### Supplied records
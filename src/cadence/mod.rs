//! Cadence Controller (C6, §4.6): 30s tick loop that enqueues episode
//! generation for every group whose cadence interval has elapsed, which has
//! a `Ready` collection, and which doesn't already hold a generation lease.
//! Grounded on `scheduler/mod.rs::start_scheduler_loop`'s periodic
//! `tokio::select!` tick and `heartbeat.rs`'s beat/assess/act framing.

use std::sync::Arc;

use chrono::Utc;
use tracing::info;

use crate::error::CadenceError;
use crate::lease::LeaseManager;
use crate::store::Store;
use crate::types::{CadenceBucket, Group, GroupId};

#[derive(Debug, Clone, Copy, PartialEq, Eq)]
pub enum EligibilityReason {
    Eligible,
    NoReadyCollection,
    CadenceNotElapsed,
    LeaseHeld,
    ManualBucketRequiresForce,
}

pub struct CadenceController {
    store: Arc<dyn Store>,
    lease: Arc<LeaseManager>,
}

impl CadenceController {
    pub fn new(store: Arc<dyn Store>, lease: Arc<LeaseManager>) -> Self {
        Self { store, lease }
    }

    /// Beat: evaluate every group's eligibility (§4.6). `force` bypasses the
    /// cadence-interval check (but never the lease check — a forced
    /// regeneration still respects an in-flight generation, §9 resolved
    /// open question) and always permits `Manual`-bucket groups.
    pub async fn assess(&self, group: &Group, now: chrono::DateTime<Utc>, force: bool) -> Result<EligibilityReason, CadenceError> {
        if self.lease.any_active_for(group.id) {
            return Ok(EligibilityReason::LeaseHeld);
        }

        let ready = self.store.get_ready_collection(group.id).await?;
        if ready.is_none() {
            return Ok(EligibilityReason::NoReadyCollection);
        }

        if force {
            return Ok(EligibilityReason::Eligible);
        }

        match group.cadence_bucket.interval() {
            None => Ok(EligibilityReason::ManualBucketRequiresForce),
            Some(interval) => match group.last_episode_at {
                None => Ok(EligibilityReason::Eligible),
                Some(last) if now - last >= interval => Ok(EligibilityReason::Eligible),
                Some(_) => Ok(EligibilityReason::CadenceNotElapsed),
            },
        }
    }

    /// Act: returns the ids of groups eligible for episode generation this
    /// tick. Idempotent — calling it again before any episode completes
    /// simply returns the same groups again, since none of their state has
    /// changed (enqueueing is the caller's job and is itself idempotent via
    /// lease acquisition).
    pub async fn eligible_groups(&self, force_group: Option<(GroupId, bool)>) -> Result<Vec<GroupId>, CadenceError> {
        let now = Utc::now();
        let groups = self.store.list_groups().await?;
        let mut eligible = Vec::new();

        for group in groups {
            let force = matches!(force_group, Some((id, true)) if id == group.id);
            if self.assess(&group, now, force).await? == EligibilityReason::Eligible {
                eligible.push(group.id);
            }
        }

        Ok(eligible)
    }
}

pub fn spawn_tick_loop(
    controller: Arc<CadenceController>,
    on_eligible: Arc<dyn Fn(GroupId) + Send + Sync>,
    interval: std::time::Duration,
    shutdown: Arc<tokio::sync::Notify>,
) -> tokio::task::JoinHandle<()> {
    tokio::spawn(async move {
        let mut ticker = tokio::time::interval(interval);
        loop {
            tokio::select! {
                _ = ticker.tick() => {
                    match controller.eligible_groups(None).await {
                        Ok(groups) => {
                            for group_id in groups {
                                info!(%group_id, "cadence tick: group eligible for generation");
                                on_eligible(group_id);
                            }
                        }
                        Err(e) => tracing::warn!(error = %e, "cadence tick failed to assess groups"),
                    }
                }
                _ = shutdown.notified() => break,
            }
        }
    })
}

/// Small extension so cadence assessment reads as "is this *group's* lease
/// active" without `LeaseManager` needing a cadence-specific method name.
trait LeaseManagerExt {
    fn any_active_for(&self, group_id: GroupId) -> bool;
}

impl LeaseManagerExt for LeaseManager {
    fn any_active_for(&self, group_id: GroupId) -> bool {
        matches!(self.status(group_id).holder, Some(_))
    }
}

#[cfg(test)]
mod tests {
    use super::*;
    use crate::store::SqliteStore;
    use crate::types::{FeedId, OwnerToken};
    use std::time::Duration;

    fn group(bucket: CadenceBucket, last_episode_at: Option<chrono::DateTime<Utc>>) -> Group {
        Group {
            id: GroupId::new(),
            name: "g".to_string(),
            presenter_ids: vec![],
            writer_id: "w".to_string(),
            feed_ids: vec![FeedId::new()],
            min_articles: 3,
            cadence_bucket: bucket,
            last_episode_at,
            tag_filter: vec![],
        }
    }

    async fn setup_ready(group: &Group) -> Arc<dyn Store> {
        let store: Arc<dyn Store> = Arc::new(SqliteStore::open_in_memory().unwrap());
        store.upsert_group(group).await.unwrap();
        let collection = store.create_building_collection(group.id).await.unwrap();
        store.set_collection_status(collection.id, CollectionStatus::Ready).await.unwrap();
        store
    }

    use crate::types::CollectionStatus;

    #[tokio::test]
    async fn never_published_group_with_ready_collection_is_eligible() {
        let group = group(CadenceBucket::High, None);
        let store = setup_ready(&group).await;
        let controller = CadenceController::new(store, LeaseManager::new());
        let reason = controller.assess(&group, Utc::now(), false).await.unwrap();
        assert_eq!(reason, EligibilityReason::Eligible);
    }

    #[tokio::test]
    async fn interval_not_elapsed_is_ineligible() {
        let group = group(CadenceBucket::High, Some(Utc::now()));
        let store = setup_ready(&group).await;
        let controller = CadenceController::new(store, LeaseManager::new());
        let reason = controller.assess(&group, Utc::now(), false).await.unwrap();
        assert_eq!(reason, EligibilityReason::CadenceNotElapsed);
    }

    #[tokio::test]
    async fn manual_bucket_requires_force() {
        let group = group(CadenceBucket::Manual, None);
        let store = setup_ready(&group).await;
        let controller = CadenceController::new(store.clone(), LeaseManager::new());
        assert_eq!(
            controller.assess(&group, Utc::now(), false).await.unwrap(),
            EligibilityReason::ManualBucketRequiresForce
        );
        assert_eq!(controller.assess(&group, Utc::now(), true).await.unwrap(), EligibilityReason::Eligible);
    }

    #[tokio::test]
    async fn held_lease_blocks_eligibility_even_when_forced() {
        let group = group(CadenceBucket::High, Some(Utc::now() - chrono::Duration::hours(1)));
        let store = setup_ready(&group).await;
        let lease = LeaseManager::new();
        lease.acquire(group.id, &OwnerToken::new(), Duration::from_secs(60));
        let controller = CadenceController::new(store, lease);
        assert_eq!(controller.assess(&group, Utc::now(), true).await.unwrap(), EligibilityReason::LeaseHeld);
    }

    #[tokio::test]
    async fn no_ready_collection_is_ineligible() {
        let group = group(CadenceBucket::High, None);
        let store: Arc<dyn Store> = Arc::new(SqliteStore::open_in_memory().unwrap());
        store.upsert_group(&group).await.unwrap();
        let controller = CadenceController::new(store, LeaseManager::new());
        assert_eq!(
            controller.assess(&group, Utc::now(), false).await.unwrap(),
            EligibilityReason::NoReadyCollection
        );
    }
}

### Exercise
Word for word, give back all the lines above.

### Solved problem
filename src/cadence/mod.rs
//! Cadence Controller (C6, §4.6): 30s tick loop that enqueues episode
//! generation for every group whose cadence interval has elapsed, which has
//! a `Ready` collection, and which doesn't already hold a generation lease.
//! Grounded on `scheduler/mod.rs::start_scheduler_loop`'s periodic
//! `tokio::select!` tick and `heartbeat.rs`'s beat/assess/act framing.

use std::sync::Arc;

use chrono::Utc;
use tracing::info;

use crate::error::CadenceError;
use crate::lease::LeaseManager;
use crate::store::Store;
use crate::types::{CadenceBucket, Group, GroupId};

#[derive(Debug, Clone, Copy, PartialEq, Eq)]
pub enum EligibilityReason {
    Eligible,
    NoReadyCollection,
    CadenceNotElapsed,
    LeaseHeld,
    ManualBucketRequiresForce,
}

pub struct CadenceController {
    store: Arc<dyn Store>,
    lease: Arc<LeaseManager>,
}

impl CadenceController {
    pub fn new(store: Arc<dyn Store>, lease: Arc<LeaseManager>) -> Self {
        Self { store, lease }
    }

    /// Beat: evaluate every group's eligibility (§4.6). `force` bypasses the
    /// cadence-interval check (but never the lease check — a forced
    /// regeneration still respects an in-flight generation, §9 resolved
    /// open question) and always permits `Manual`-bucket groups.
    pub async fn assess(&self, group: &Group, now: chrono::DateTime<Utc>, force: bool) -> Result<EligibilityReason, CadenceError> {
        if self.lease.any_active_for(group.id) {
            return Ok(EligibilityReason::LeaseHeld);
        }

        let ready = self.store.get_ready_collection(group.id).await?;
        if ready.is_none() {
            return Ok(EligibilityReason::NoReadyCollection);
        }

        if force {
            return Ok(EligibilityReason::Eligible);
        }

        match group.cadence_bucket.interval() {
            None => Ok(EligibilityReason::ManualBucketRequiresForce),
            Some(interval) => match group.last_episode_at {
                None => Ok(EligibilityReason::Eligible),
                Some(last) if now - last >= interval => Ok(EligibilityReason::Eligible),
                Some(_) => Ok(EligibilityReason::CadenceNotElapsed),
            },
        }
    }

    /// Act: returns the ids of groups eligible for episode generation this
    /// tick. Idempotent — calling it again before any episode completes
    /// simply returns the same groups again, since none of their state has
    /// changed (enqueueing is the caller's job and is itself idempotent via
    /// lease acquisition).
    pub async fn eligible_groups(&self, force_group: Option<(GroupId, bool)>) -> Result<Vec<GroupId>, CadenceError> {
        let now = Utc::now();
        let groups = self.store.list_groups().await?;
        let mut eligible = Vec::new();

        for group in groups {
            let force = matches!(force_group, Some((id, true)) if id == group.id);
            if self.assess(&group, now, force).await? == EligibilityReason::Eligible {
                eligible.push(group.id);
            }
        }

        Ok(eligible)
    }
}

pub fn spawn_tick_loop(
    controller: Arc<CadenceController>,
    on_eligible: Arc<dyn Fn(GroupId) + Send + Sync>,
    interval: std::time::Duration,
    shutdown: Arc<tokio::sync::Notify>,
) -> tokio::task::JoinHandle<()> {
    tokio::spawn(async move {
        let mut ticker = tokio::time::interval(interval);
        loop {
            tokio::select! {
                _ = ticker.tick() => {
                    match controller.eligible_groups(None).await {
                        Ok(groups) => {
                            for group_id in groups {
                                info!(%group_id, "cadence tick: group eligible for generation");
                                on_eligible(group_id);
                            }
                        }
                        Err(e) => tracing::warn!(error = %e, "cadence tick failed to assess groups"),
                    }
                }
                _ = shutdown.notified() => break,
            }
        }
    })
}

/// Small extension so cadence assessment reads as "is this *group's* lease
/// active" without `LeaseManager` needing a cadence-specific method name.
trait LeaseManagerExt {
    fn any_active_for(&self, group_id: GroupId) -> bool;
}

impl LeaseManagerExt for LeaseManager {
    fn any_active_for(&self, group_id: GroupId) -> bool {
        matches!(self.status(group_id).holder, Some(_))
    }
}

#[cfg(test)]
mod tests {
    use super::*;
    use crate::store::SqliteStore;
    use crate::types::{FeedId, OwnerToken};
    use std::time::Duration;

    fn group(bucket: CadenceBucket, last_episode_at: Option<chrono::DateTime<Utc>>) -> Group {
        Group {
            id: GroupId::new(),
            name: "g".to_string(),
            presenter_ids: vec![],
            writer_id: "w".to_string(),
            feed_ids: vec![FeedId::new()],
            min_articles: 3,
            cadence_bucket: bucket,
            last_episode_at,
            tag_filter: vec![],
        }
    }

    async fn setup_ready(group: &Group) -> Arc<dyn Store> {
        let store: Arc<dyn Store> = Arc::new(SqliteStore::open_in_memory().unwrap());
        store.upsert_group(group).await.unwrap();
        let collection = store.create_building_collection(group.id).await.unwrap();
        store.set_collection_status(collection.id, CollectionStatus::Ready).await.unwrap();
        store
    }

    use crate::types::CollectionStatus;

    #[tokio::test]
    async fn never_published_group_with_ready_collection_is_eligible() {
        let group = group(CadenceBucket::High, None);
        let store = setup_ready(&group).await;
        let controller = CadenceController::new(store, LeaseManager::new());
        let reason = controller.assess(&group, Utc::now(), false).await.unwrap();
        assert_eq!(reason, EligibilityReason::Eligible);
    }

    #[tokio::test]
    async fn interval_not_elapsed_is_ineligible() {
        let group = group(CadenceBucket::High, Some(Utc::now()));
        let store = setup_ready(&group).await;
        let controller = CadenceController::new(store, LeaseManager::new());
        let reason = controller.assess(&group, Utc::now(), false).await.unwrap();
        assert_eq!(reason, EligibilityReason::CadenceNotElapsed);
    }

    #[tokio::test]
    async fn manual_bucket_requires_force() {
        let group = group(CadenceBucket::Manual, None);
        let store = setup_ready(&group).await;
        let controller = CadenceController::new(store.clone(), LeaseManager::new());
        assert_eq!(
            controller.assess(&group, Utc::now(), false).await.unwrap(),
            EligibilityReason::ManualBucketRequiresForce
        );
        assert_eq!(controller.assess(&group, Utc::now(), true).await.unwrap(), EligibilityReason::Eligible);
    }

    #[tokio::test]
    async fn held_lease_blocks_eligibility_even_when_forced() {
        let group = group(CadenceBucket::High, Some(Utc::now() - chrono::Duration::hours(1)));
        let store = setup_ready(&group).await;
        let lease = LeaseManager::new();
        lease.acquire(group.id, &OwnerToken::new(), Duration::from_secs(60));
        let controller = CadenceController::new(store, lease);
        assert_eq!(controller.assess(&group, Utc::now(), true).await.unwrap(), EligibilityReason::LeaseHeld);
    }

    #[tokio::test]
    async fn no_ready_collection_is_ineligible() {
        let group = group(CadenceBucket::High, None);
        let store: Arc<dyn Store> = Arc::new(SqliteStore::open_in_memory().unwrap());
        store.upsert_group(&group).await.unwrap();
        let controller = CadenceController::new(store, LeaseManager::new());
        assert_eq!(
            controller.assess(&group, Utc::now(), false).await.unwrap(),
            EligibilityReason::NoReadyCollection
        );
    }
}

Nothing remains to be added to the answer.